Mas se acreditamos que o sofrimento é o da falta, e como tal estrutura irremediavelmente o psiquismo, por que precisamos convencer nossos analisandos disto? Não seria esta uma conclusão a que chegariam com suas próprias pernas? Creio que sim, mas algo vem impedindo a todos nós, alguns mais, outros menos, de pensar o suficiente para chegar até aí. E que algo é esse? Responde a colega a seu candidato a analisando:
- "Mas é muito demorado. Quero uma solução rápida, uma resposta para os meus problemas, não quero ficar sofrendo....."Bom, sendo assim, você precisa de um padre,uma rezadeira, ou uma vidente que promete" trazer a pessoa amada em três dias".

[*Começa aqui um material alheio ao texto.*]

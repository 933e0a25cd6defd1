pub mod guide;
pub mod reminders;

use teloxide::types::BotCommand;
use teloxide::utils::command::{BotCommands, ParseError};

#[derive(BotCommands, Clone, Debug, PartialEq, Eq)]
#[command(rename_rule = "snake_case", description = "Refugee help bot commands:")]
pub enum Command {
    #[command(description = "start posting the pinned message as a reminder (admins only)")]
    Start,
    #[command(description = "stop posting reminders (admins only)")]
    Stop,
    #[command(description = "bot functionality")]
    Help,
    #[command(description = "online lessons for children from Ukraine")]
    ChildrenLessons,
    #[command(
        description = "chats for german cities, you need to pass the name of the city",
        parse_with = parse_argument
    )]
    Cities(String),
    #[command(description = "chats for countries", parse_with = parse_argument)]
    Countries(String),
    #[command(description = "general evacuation info")]
    Evacuation,
    #[command(description = "evacuation chats for ukrainian cities", parse_with = parse_argument)]
    EvacuationCities(String),
    #[command(description = "Hryvnia exchange")]
    Hryvnia,
    #[command(description = "FAQ")]
    Handbook,
    #[command(description = "chat for legal help")]
    Legal,
    #[command(description = "chats for taxis and free rides")]
    Taxis,
    #[command(description = "medical help", parse_with = parse_argument)]
    Medical(String),
    #[command(rename = "socialhelp", description = "social help")]
    SocialHelp,
    #[command(description = "FAQ page by topic", parse_with = parse_argument)]
    Faq(String),
}

impl Command {
    /// Name used in logs.
    pub fn name(&self) -> &'static str {
        match self {
            Command::Start => "start",
            Command::Stop => "stop",
            Command::Help => "help",
            Command::ChildrenLessons => "children_lessons",
            Command::Cities(_) => "cities",
            Command::Countries(_) => "countries",
            Command::Evacuation => "evacuation",
            Command::EvacuationCities(_) => "evacuation_cities",
            Command::Hryvnia => "hryvnia",
            Command::Handbook => "handbook",
            Command::Legal => "legal",
            Command::Taxis => "taxis",
            Command::Medical(_) => "medical",
            Command::SocialHelp => "socialhelp",
            Command::Faq(_) => "faq",
        }
    }

    pub fn is_restricted(&self) -> bool {
        matches!(self, Command::Start | Command::Stop)
    }
}

/// Whole remainder of the command text, trimmed and lower-cased. Empty is allowed.
fn parse_argument(input: String) -> Result<(String,), ParseError> {
    Ok((input.trim().to_lowercase(),))
}

/// Command menu entries, sorted by name.
pub fn command_menu() -> Vec<BotCommand> {
    let mut commands = Command::bot_commands();
    commands.sort_by(|a, b| a.command.cmp(&b.command));
    commands
}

Ou um terapeuta cognitivista que lhe passe exercícios e deveres de casa. Ou um psicanalista, até, veja só, que lhe receite sofrimento, mas o insira numa espécie de contabilidade cristã, prometendo a redenção no fim do túnel, a cura, a qualidade de vida. Ou ainda, faço questão, um neurocientista que mapeie seu cérebro e um psiquiatra que lhe receite um milagre em forma de pílula. E este último, ao menos, é um expediente que não cansa de ser legitimado, incessantemente, por todos os meios de comunicação de massa de que tenho notícia. Um expediente aparentemente muito mas digno que a rezadeira, sua irmã gêmea. Será mesmo?

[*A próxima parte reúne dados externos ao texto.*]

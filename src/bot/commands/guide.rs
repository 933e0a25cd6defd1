//! Replies for the informational commands. Pure lookups over the guidebook.

use crate::bot::commands::Command;
use crate::content::guidebook::{Guidebook, Section, MISSING_TOPIC};

pub const CITY_PROMPT: &str = "Пожалуйста, уточните название города: /cities Name";

/// Text to send for an informational command; `None` for `/start` and `/stop`.
pub fn reply_for(book: &Guidebook, cmd: &Command) -> Option<String> {
    let text = match cmd {
        Command::Start | Command::Stop => return None,
        Command::Help => topic(book, "help"),
        Command::ChildrenLessons => topic(book, "children_lessons"),
        Command::Evacuation => topic(book, "evacuation"),
        Command::Hryvnia => topic(book, "hryvnia"),
        Command::Handbook => topic(book, "handbook"),
        Command::Legal => topic(book, "legal"),
        Command::SocialHelp => topic(book, "socialhelp"),
        Command::Faq(key) => topic(book, key),
        Command::Cities(name) if name.is_empty() => CITY_PROMPT.to_string(),
        Command::Cities(name) => lookup(book, Section::Cities, name),
        Command::Countries(name) => lookup(book, Section::Countries, name),
        Command::EvacuationCities(name) => lookup(book, Section::EvacuationCities, name),
        Command::Taxis => list_section(book, Section::Taxis),
        Command::Medical(name) => lookup(book, Section::Medical, name),
    };
    Some(text)
}

fn topic(book: &Guidebook, key: &str) -> String {
    book.topic(key)
        .map_or_else(|| MISSING_TOPIC.to_string(), |t| t.body.clone())
}

/// A named entry, the whole section when `name` is empty, or the list of
/// known names when nothing matches.
fn lookup(book: &Guidebook, section: Section, name: &str) -> String {
    if name.is_empty() {
        return list_section(book, section);
    }
    match book.find(section, name) {
        Some(entry) => entry.render(),
        None => {
            let known = book.names(section);
            if known.is_empty() {
                format!("Nothing found for '{name}'.")
            } else {
                format!("Nothing found for '{}'. Try one of: {}", name, known.join(", "))
            }
        }
    }
}

fn list_section(book: &Guidebook, section: Section) -> String {
    let entries = book.section(section);
    if entries.is_empty() {
        return format!("{}: no entries yet.", section.label());
    }
    entries
        .iter()
        .map(|e| e.render())
        .collect::<Vec<_>>()
        .join("\n\n")
}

Então, enfim, o buraco é mais embaixo, não? O que nos impede de reconhecer a falta e aprender a habitá-la talvez não seja exatamente nossa imaturidade, nosso imediatismo ou nossa baixa resistência à frustração, posto que tudo isso é fomentado culturalmente, pela tagarelice dos vendedores de ilusões e a conivência generalizada em legitimar tais ilusões como soluções.
É este meu ponto: se estamos perdendo terreno no embate, levantemos os olhos, do analisando à nossa frente para o real campo de batalha, o cultural. Se a psicanálise pode dar margem a uma miopia que, em seus piores momentos, só faz desserviços ao promover a culpabilização do analisando ao invés da autonomia (e da responsabilidade, pra mim sinônimos), esforcemo-nos, um pouco que seja, em direcionar nossos esforços políticos para onde eles podem ser efetivos: no questionamento das ilusões obturadoras da falta que nos são oferecidas a todo momento. Pela religião, claro, mas também pela ciência.
Ora, mas se não é isto justamente parte integrante do que fazemos na clínica e chamamos de análise: desconstruir ilusões. Que transborde para fora das quatro paredes do consultório e aborde a real resistência - cultural - à demanda de análise, que tal?
Ou contentemo-nos miseravelmente em culpabilizar nossos potenciais analisandos por pularem de sintoma em sintoma, de suposição de saber em suposição de saber, de entretenimento em entretenimento, em um mundo onde isto é imposto, na base do grito, a todos nós, analistas ou não. É sempre uma opção, mas eu tô fora.